En español | Medicare Part B helps pay for doctor visits, lab tests, diagnostic screenings, medical equipment, ambulance transportation and other outpatient services, but the coverage still has some out-of-pocket costs:
Most people pay $170.10 a month for Medicare Part B in 2022. This premium is paid to the federal government whether you’re participating in original Medicare or a Medicare Advantage plan from a private insurer.
If you are receiving Social Security benefits, the monthly premium will be deducted from your monthly benefit payments. If not, Medicare will bill you quarterly or you can set up an electronic payment.
If you don’t sign up for Medicare when you are first eligible and don’t qualify for a special enrollment period, you may have to pay a late-enrollment penalty.
The Part B late enrollment penalty adds an extra 10 percent to the standard Part B premium for each full 12-month period when you should have had Part B but didn’t. This penalty lasts for your lifetime.
So if you delayed enrolling for 40 months after you were eligible, you would pay a penalty based on your lack of coverage for 36 months, three full years. For 2022, that’s more than $50 additional — $170.10 x 0.1 x 3 = $51.03 — you’ll pay each month, amounting to more than $600 a year. In this case the penalty would be rounded down to $51 because amounts are rounded to the nearest 10 cents.
The penalty is recalculated when the next year’s premium is announced. And for the past 53 years, it has gone up or stayed the same all but three times.

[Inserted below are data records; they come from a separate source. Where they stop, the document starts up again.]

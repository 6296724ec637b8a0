pub mod ask;
pub mod doctor;
pub mod init;
pub mod serve;
impl Default for OrchestratorSettings {
    fn default() -> Self {
        Self {
            resegmenter: Resegmenter::default(),
            event_timeout: Some(Duration::from_secs(60)),
        }
    }
}

impl OrchestratorSettings {
    pub fn from_config(config: &kbrelay_config::OrchestratorConfig) -> Self {
        Self {
            resegmenter: Resegmenter::from_config(config),
            event_timeout: config.event_timeout(),
        }
    }
}

/// Synchronous body: the final result, or an error message.
#[derive(Debug, Clone, PartialEq, Serialize)]
#[serde(untagged)]
pub enum OutcomeBody {
    Completed(FinalResult),
    Failed { error: String },
}

/// What the caller of `run` gets back.
#[derive(Debug, Clone, PartialEq, Serialize)]
pub struct OrchestrationOutcome {
    #[serde(rename = "statusCode")]
    pub status_code: u16,
    pub body: OutcomeBody,

    /// Terminal phase, `Done` or `Errored`.
    #[serde(skip)]
    pub phase: Phase,
}

impl OrchestrationOutcome {
    fn completed(result: FinalResult) -> Self {
        Self {
            status_code: 200,
            body: OutcomeBody::Completed(result),
            phase: Phase::Done,
        }
    }

    fn failed(message: String) -> Self {
        Self {
            status_code: 500,
            body: OutcomeBody::Failed { error: message },
            phase: Phase::Errored,
        }
    }

    pub fn is_success(&self) -> bool {
        self.status_code == 200
    }

    pub fn result(&self) -> Option<&FinalResult> {
        match &self.body {
            OutcomeBody::Completed(result) => Some(result),
            OutcomeBody::Failed { .. } => None,
        }
    }
}

/// Drives requests from backend invocation to final delivery.
#[derive(Clone)]
pub struct Orchestrator {
    gateway: AgentGateway,
    analytics: Arc<dyn AnalyticsSink>,
    settings: OrchestratorSettings,
}
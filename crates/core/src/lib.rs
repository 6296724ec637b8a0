//! # kbrelay Core
//!
//! Domain types, collaborator traits, and error definitions for the kbrelay
//! streaming orchestrator. Everything else in the workspace implements
//! against this crate.
//!
//! Each external collaborator is a trait here:
//! - [`GenerationBackend`]: the agent that produces the answer and traces
//! - [`DeliverySink`]: the client channel pieces are pushed to
//! - [`AnalyticsSink`]: the fire-and-forget record of each answer

pub mod analytics;
pub mod backend;
pub mod channel;
pub mod citation;
pub mod error;
pub mod event;
pub mod request;

// Re-export key types at crate root for ergonomics
pub use analytics::{AnalyticsRecord, AnalyticsSink};
pub use backend::{EventStream, GenerationBackend, InvocationInput};
pub use channel::{DeliveryPiece, DeliverySink, NullSink};
pub use citation::{Citation, FinalResult, Reference};
pub use error::{Error, Result};
pub use event::{BackendEvent, StreamEvent, TextEvent, TraceEvent};
pub use request::{GenerationRequest, UserRole};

Usually, you need to sign up for Medicare during your initial enrollment period, which starts three months before the month you turn 65 and ends three months later. However, you may be able to delay if you or your spouse still works and you have health insurance through either of your employers. In that case, you need to sign up for Medicare Part B before your employer coverage ends or within eight months of losing your job-based coverage to late-enrollment penalty.
People who earn more money pay higher premiums for Medicare Part B. If you’re single and your adjusted gross income is higher than $91,000, or if you’re married filing jointly with income greater than $182,000, you’ll have to pay a high-income surcharge — and also for Medicare Part D prescription drug coverage.

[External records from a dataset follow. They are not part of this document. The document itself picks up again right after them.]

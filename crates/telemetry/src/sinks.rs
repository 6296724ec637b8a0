//! Analytics sink implementations.
//!
//! `dispatch` never blocks the caller and never reports failure back: the
//! HTTP sink posts from a spawned task and logs what went wrong.

use kbrelay_core::analytics::{AnalyticsRecord, AnalyticsSink};
use kbrelay_core::error::AnalyticsError;
use std::sync::Mutex;
use std::time::Duration;
use tracing::{debug, info, warn};

/// Posts each record as JSON to a downstream classifier endpoint.
pub struct HttpAnalyticsSink {
    endpoint: String,
    client: reqwest::Client,
    timeout: Duration,
}

impl HttpAnalyticsSink {
    pub fn new(endpoint: impl Into<String>) -> Self {
        Self {
            endpoint: endpoint.into(),
            client: reqwest::Client::new(),
            timeout: Duration::from_secs(10),
        }
    }

    /// Deliver one record and wait for the answer.
    pub async fn post(&self, record: &AnalyticsRecord) -> Result<(), AnalyticsError> {
        post_record(&self.client, &self.endpoint, self.timeout, record).await
    }
}

async fn post_record(
    client: &reqwest::Client,
    endpoint: &str,
    timeout: Duration,
    record: &AnalyticsRecord,
) -> Result<(), AnalyticsError> {
    let response = client
        .post(endpoint)
        .timeout(timeout)
        .json(record)
        .send()
        .await
        .map_err(|e| AnalyticsError::DispatchFailed(e.to_string()))?;

    let status = response.status();
    if !status.is_success() {
        return Err(AnalyticsError::DispatchFailed(format!(
            "endpoint returned {status}"
        )));
    }
    Ok(())
}

impl AnalyticsSink for HttpAnalyticsSink {
    fn name(&self) -> &str {
        "http"
    }

    fn dispatch(&self, record: AnalyticsRecord) {
        let Ok(runtime) = tokio::runtime::Handle::try_current() else {
            warn!(session_id = %record.session_id, "No async runtime, analytics record dropped");
            return;
        };

        let client = self.client.clone();
        let endpoint = self.endpoint.clone();
        let timeout = self.timeout;
        runtime.spawn(async move {
            match post_record(&client, &endpoint, timeout, &record).await {
                Ok(()) => debug!(session_id = %record.session_id, "Analytics record delivered"),
                Err(e) => warn!(
                    session_id = %record.session_id,
                    error = %e,
                    "Analytics dispatch failed"
                ),
            }
        });
    }
}

/// Writes each record to the log instead of a downstream service.
#[derive(Debug, Default, Clone, Copy)]
pub struct LogAnalyticsSink;

impl AnalyticsSink for LogAnalyticsSink {
    fn name(&self) -> &str {
        "log"
    }

    fn dispatch(&self, record: AnalyticsRecord) {
        info!(
            target: "kbrelay::analytics",
            session_id = %record.session_id,
            user_role = %record.user_role,
            timestamp = %record.timestamp.to_rfc3339(),
            query = %record.query,
            response_chars = record.response.chars().count(),
            "Analytics record"
        );
    }
}

/// Drops every record.
#[derive(Debug, Default, Clone, Copy)]
pub struct DisabledAnalyticsSink;

impl AnalyticsSink for DisabledAnalyticsSink {
    fn name(&self) -> &str {
        "disabled"
    }

    fn dispatch(&self, _record: AnalyticsRecord) {}
}

/// Keeps records in memory. Used by tests.
#[derive(Debug, Default)]
pub struct RecordingAnalyticsSink {
    records: Mutex<Vec<AnalyticsRecord>>,
}

impl RecordingAnalyticsSink {
    pub fn new() -> Self {
        Self::default()
    }

    pub fn records(&self) -> Vec<AnalyticsRecord> {
        self.records.lock().map(|r| r.clone()).unwrap_or_default()
    }
}

impl AnalyticsSink for RecordingAnalyticsSink {
    fn name(&self) -> &str {
        "recording"
    }

    fn dispatch(&self, record: AnalyticsRecord) {
        if let Ok(mut records) = self.records.lock() {
            records.push(record);
        }
    }
}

This surcharge is officially called the income-related monthly adjustment amount (IRMAA). In 2022, high earners pay $238.10 to $578.30 a month per person for Part B, depending on their income.
The surcharge is usually based on your most recent income tax return on file, which is the 2020 return for most people in 2022. But if your income has dropped since then because of certain life-changing events — such as marriage, divorce, death of a spouse or retirement — you can contest the high-income surcharge and ask the Social Security Administration, which manages these surcharges, to recalculate your premiums based on your most recent income.
The Part B deductible is $233 in 2022. You need to pay that amount before most Part B coverage begins. After that, you pay 20 percent of the Medicare-approved amount, called coinsurance, for most doctor and outpatient services and durable medical equipment.
Part B also covers preventive services, including health care to prevent illness or to detect it at an early stage. It covers flu shots and a yearly wellness visit, as well as colorectal cancer screenings, mammograms, prostate cancer screenings and other tests for people of certain ages or risk groups.
The deductible and copayments don’t apply to preventive services. You generally don’t have to pay anything if you get the services from a health care provider who accepts assignment, which means that the doctor agrees to accept the payment amount Medicare approves for the service.
Doctors who don’t accept assignment can charge up to 15 percent above the Medicare-approved amount for the service, which you would have to pay in addition to the 20 percent copayment for doctor’s services. Most doctors accept assignment.
To cover some out-of-pocket expenses, you can purchase a Medigap plan, also called Medicare supplement insurance, if you decide to enroll in original Medicare.
If you need financial assistance, you may qualify for help from one of the Medicare Savings Programs in your state, depending on your income and assets.
A Medicare Advantage plan, which may have different out-of-pocket costs, is another option. Private insurance companies offer Medicare Advantage plans that Medicare approves, and they bundle together Part A hospital coverage, Part B doctor and outpatient services, and usually Part D prescription drug coverage into one plan that may have an additional premium. If you decide to get coverage through a Medicare Advantage plan, you’ll still have to enroll in Medicare parts A and B, pay the Part B premiums, and any Part A premiums that may be require.